I've blogged several times on here about the connection between microbes and obesity (aka "infectobesity;" previous posts here, here, and here.). It's an interesting area of study, with two general directions: investigating which of our gut flora (alone or in combination with others) affect our metabolism; and how other types of infections (such as adenovirus serotype 36) can play a role in this process as well.

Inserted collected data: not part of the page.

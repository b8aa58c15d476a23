//! The `AUTOCOMPLETE_MATCH` predicate evaluated by the places store for every
//! candidate page.

use rusqlite::functions::{Context, FunctionFlags};
use rusqlite::Connection;
use serde::{Deserialize, Serialize};

use crate::behavior::Behavior;
use crate::tokenizer::{strip_prefix, unescape_url};

pub const MATCH_FUNCTION_NAME: &str = "autocomplete_match";
const MATCH_FUNCTION_ARGS: i32 = 10;

/// How a search token has to line up with the candidate text.
#[derive(Debug, Clone, Copy, PartialEq, Eq, Hash, Serialize, Deserialize)]
#[serde(rename_all = "snake_case")]
pub enum MatchBehavior {
    Anywhere,
    BoundaryAnywhere,
    Boundary,
    Beginning,
    BeginningCaseSensitive,
}

impl MatchBehavior {
    pub fn code(self) -> i64 {
        match self {
            Self::Anywhere => 0,
            Self::BoundaryAnywhere => 1,
            Self::Boundary => 2,
            Self::Beginning => 3,
            Self::BeginningCaseSensitive => 4,
        }
    }

    pub fn from_code(code: i64) -> Option<Self> {
        match code {
            0 => Some(Self::Anywhere),
            1 => Some(Self::BoundaryAnywhere),
            2 => Some(Self::Boundary),
            3 => Some(Self::Beginning),
            4 => Some(Self::BeginningCaseSensitive),
            _ => None,
        }
    }

    fn search_fn(self) -> fn(&str, &str) -> bool {
        match self {
            Self::Anywhere => find_anywhere,
            Self::BoundaryAnywhere | Self::Boundary => find_on_boundary,
            Self::Beginning => find_beginning,
            Self::BeginningCaseSensitive => find_beginning_case_sensitive,
        }
    }
}

/// Arguments of one `AUTOCOMPLETE_MATCH` call.
#[derive(Debug, Clone, Default)]
pub struct MatchInput<'a> {
    pub search: Option<&'a str>,
    pub url: &'a str,
    pub title: Option<&'a str>,
    pub tags: Option<&'a str>,
    pub visit_count: i64,
    pub typed: bool,
    pub bookmarked: bool,
    pub open_count: i64,
}

pub fn autocomplete_match(
    input: &MatchInput<'_>,
    match_behavior: MatchBehavior,
    behavior: Behavior,
) -> bool {
    if !matches_sources(input, behavior) {
        return false;
    }

    let search = input.search.unwrap_or("");
    if !behavior.contains(Behavior::JAVASCRIPT)
        && !search.starts_with("javascript:")
        && input.url.starts_with("javascript:")
    {
        return false;
    }

    let fixed_url = fixup_url(input.url);
    let title = input.title.unwrap_or("");
    let tags = input.tags.unwrap_or("");
    let search_fn = match_behavior.search_fn();
    let want_title = behavior.contains(Behavior::TITLE);
    let want_url = behavior.contains(Behavior::URL);

    search.split_whitespace().all(|token| {
        let in_title = || search_fn(token, title) || search_fn(token, tags);
        let in_url = || search_fn(token, &fixed_url);
        match (want_title, want_url) {
            (true, true) => in_title() && in_url(),
            (true, false) => in_title(),
            (false, true) => in_url(),
            (false, false) => in_title() || in_url(),
        }
    })
}

fn matches_sources(input: &MatchInput<'_>, behavior: Behavior) -> bool {
    let checks = [
        (Behavior::HISTORY, input.visit_count > 0),
        (Behavior::TYPED, input.typed),
        (Behavior::BOOKMARK, input.bookmarked),
        (Behavior::TAG, input.tags.is_some()),
        (Behavior::OPENPAGE, input.open_count > 0),
    ];

    if behavior.contains(Behavior::RESTRICT) {
        checks
            .iter()
            .all(|(flag, satisfied)| !behavior.contains(*flag) || *satisfied)
    } else {
        checks
            .iter()
            .any(|(flag, satisfied)| behavior.contains(*flag) && *satisfied)
    }
}

fn fixup_url(url: &str) -> String {
    let unescaped = unescape_url(url);
    strip_prefix(&unescaped).to_string()
}

fn chars_eq_ignore_case(a: char, b: char) -> bool {
    a == b || a.to_lowercase().eq(b.to_lowercase())
}

fn starts_with_ignore_case(source: &[char], token: &[char]) -> bool {
    source.len() >= token.len()
        && source
            .iter()
            .zip(token)
            .all(|(s, t)| chars_eq_ignore_case(*s, *t))
}

/// Byte length of the prefix of `source` that matches `token` ignoring case,
/// or `None` when `source` does not start with `token`.
pub fn prefix_len_ignore_case(source: &str, token: &str) -> Option<usize> {
    let mut source_chars = source.char_indices();
    for expected in token.chars() {
        let (_, actual) = source_chars.next()?;
        if !chars_eq_ignore_case(actual, expected) {
            return None;
        }
    }
    Some(source_chars.next().map_or(source.len(), |(index, _)| index))
}

pub fn find_anywhere(token: &str, source: &str) -> bool {
    let token: Vec<char> = token.chars().collect();
    let source: Vec<char> = source.chars().collect();
    if token.is_empty() {
        return true;
    }
    (0..source.len()).any(|start| starts_with_ignore_case(&source[start..], &token))
}

/// Matches the token at the start of the source or at any word boundary. A
/// boundary sits before any character that is not a lowercase ASCII letter
/// and after any such character.
pub fn find_on_boundary(token: &str, source: &str) -> bool {
    let source: Vec<char> = source.chars().collect();
    if source.is_empty() {
        return false;
    }
    let token: Vec<char> = token.chars().collect();

    (0..source.len())
        .filter(|&index| {
            index == 0
                || !source[index - 1].is_ascii_lowercase()
                || !source[index].is_ascii_lowercase()
        })
        .any(|start| starts_with_ignore_case(&source[start..], &token))
}

pub fn find_beginning(token: &str, source: &str) -> bool {
    let token: Vec<char> = token.chars().collect();
    let source: Vec<char> = source.chars().collect();
    starts_with_ignore_case(&source, &token)
}

pub fn find_beginning_case_sensitive(token: &str, source: &str) -> bool {
    source.starts_with(token)
}

/// Registers `AUTOCOMPLETE_MATCH(search, url, title, tags, visit_count, typed,
/// bookmarked, open_count, match_behavior, search_behavior)` on `db`.
pub fn register(db: &Connection) -> Result<(), rusqlite::Error> {
    db.create_scalar_function(
        MATCH_FUNCTION_NAME,
        MATCH_FUNCTION_ARGS,
        FunctionFlags::SQLITE_UTF8,
        evaluate,
    )
}

fn evaluate(ctx: &Context<'_>) -> Result<bool, rusqlite::Error> {
    let search: Option<String> = ctx.get(0)?;
    let url: Option<String> = ctx.get(1)?;
    let title: Option<String> = ctx.get(2)?;
    let tags: Option<String> = ctx.get(3)?;
    let visit_count: Option<i64> = ctx.get(4)?;
    let typed: Option<i64> = ctx.get(5)?;
    let bookmarked: Option<i64> = ctx.get(6)?;
    let open_count: Option<i64> = ctx.get(7)?;
    let match_code: Option<i64> = ctx.get(8)?;
    let behavior_bits: Option<i64> = ctx.get(9)?;

    let Some(url) = url else {
        return Ok(false);
    };
    let match_behavior = match_code
        .and_then(MatchBehavior::from_code)
        .unwrap_or(MatchBehavior::BoundaryAnywhere);
    let behavior = Behavior::from_bits(behavior_bits.unwrap_or(0).max(0) as u32);

    let input = MatchInput {
        search: search.as_deref(),
        url: &url,
        title: title.as_deref(),
        tags: tags.as_deref(),
        visit_count: visit_count.unwrap_or(0),
        typed: typed.unwrap_or(0) != 0,
        bookmarked: bookmarked.unwrap_or(0) != 0,
        open_count: open_count.unwrap_or(0),
    };
    Ok(autocomplete_match(&input, match_behavior, behavior))
}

A recent story in the New York Times Magazine by Robin Marantz Henig provides a nice introduction to this whole area, weaving in the threads I mentioned above (as far as the science goes), and adding the extra angle of how obese patients are treated and why obesity researchers feel that it's critical to understand all of these interactions that lead to obesity: bringing in host genetics and microbial factors in addition to the common advice regarding diet and exercise. Some of the anecdotes are fascinating:
One of Atkinson's most memorable patients was Janet S., a bright, funny 25-year-old who weighed 348 pounds when she finally made her way to U.C.L.A. in 1975. In exchange for agreeing to be hospitalized for three months so scientists could study them, Janet and the other obese research subjects (30 in all) each received a free intestinal bypass. During the three months of presurgical study, the dietitian on the research team calculated how many calories it should take for a 5-foot-6-inch woman like Janet to maintain a weight of 348. They fed her exactly that many calories -- no more, no less. She dutifully ate what she was told, and she gained 12 pounds in two weeks -- almost a pound a day."I don't think I'd ever gained that much weight that quickly," recalled Janet, who asked me not to use her full name because she didn't want people to know how fat she had once been. The doctors accused her of sneaking snacks into the hospital. "But I told them, 'I'm gaining weight because you're feeding me a tremendous amount of food!' "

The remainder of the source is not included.